AIM OF THE TASK: Only lines holding the word "coordinates" are wanted from the records; copy all of them.

EXCERPTED RECORDS:
+ + + + + + +
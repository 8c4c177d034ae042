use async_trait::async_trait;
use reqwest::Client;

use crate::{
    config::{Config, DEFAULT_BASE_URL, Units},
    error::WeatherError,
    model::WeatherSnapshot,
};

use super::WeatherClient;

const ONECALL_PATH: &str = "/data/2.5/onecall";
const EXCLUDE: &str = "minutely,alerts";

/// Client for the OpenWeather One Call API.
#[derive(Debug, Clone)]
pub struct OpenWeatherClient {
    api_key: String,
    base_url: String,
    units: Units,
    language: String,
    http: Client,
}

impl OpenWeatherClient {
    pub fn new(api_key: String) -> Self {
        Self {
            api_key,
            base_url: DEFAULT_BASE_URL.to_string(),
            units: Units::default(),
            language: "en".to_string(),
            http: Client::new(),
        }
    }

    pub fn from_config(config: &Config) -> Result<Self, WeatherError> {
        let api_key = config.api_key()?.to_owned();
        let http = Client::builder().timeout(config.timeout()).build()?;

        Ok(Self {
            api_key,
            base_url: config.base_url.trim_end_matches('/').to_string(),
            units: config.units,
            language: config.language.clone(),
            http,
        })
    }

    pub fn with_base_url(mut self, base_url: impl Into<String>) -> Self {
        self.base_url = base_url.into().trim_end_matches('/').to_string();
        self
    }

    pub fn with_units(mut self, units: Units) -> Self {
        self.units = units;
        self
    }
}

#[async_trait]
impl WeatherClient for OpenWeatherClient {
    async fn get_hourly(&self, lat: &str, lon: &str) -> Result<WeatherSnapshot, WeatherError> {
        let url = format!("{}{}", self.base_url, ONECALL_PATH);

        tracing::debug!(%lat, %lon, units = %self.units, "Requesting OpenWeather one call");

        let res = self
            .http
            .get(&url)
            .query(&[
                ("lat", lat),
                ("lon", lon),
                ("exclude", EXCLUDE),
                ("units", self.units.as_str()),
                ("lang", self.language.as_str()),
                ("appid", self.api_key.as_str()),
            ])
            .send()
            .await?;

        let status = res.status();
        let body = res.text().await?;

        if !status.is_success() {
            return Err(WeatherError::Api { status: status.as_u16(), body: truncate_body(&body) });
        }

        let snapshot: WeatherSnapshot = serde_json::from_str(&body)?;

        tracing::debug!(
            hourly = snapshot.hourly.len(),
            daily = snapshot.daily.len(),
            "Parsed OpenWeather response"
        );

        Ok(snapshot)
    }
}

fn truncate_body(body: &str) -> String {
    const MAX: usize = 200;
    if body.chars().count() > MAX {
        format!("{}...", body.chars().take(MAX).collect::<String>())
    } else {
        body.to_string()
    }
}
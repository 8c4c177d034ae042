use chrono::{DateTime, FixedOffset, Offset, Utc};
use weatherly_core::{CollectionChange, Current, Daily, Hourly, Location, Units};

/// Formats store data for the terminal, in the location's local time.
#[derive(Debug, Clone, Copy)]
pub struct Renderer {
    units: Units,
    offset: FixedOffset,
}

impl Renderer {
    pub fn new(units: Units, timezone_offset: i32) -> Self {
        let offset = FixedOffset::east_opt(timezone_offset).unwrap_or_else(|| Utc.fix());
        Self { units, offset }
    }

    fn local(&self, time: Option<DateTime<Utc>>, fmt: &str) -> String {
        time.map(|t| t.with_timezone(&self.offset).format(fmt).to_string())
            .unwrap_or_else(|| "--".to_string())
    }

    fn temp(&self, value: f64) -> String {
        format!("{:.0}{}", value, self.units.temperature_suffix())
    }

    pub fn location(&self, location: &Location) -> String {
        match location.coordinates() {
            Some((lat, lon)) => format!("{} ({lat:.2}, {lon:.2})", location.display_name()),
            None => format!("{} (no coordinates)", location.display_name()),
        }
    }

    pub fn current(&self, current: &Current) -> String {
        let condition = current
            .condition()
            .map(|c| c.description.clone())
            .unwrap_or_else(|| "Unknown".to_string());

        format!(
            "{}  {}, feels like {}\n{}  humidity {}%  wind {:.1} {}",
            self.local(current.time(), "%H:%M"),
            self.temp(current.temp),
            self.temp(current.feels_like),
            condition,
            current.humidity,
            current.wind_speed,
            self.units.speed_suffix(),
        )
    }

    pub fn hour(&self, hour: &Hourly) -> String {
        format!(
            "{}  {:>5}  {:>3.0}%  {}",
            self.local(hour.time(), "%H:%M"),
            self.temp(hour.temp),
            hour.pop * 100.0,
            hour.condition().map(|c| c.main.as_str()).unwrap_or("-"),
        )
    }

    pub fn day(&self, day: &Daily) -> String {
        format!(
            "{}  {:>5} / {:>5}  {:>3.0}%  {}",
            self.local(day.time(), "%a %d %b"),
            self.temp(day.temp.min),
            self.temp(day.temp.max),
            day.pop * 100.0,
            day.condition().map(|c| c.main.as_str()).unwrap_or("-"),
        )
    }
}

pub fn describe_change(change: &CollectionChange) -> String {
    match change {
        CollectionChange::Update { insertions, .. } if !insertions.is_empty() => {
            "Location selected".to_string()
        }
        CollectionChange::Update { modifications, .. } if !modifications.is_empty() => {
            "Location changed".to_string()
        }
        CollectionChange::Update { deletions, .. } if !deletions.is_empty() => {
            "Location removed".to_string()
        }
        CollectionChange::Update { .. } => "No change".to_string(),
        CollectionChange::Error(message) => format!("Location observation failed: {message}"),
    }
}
+ + + + + + +
SOLUTION:
        match location.coordinates() {
            None => format!("{} (no coordinates)", location.display_name()),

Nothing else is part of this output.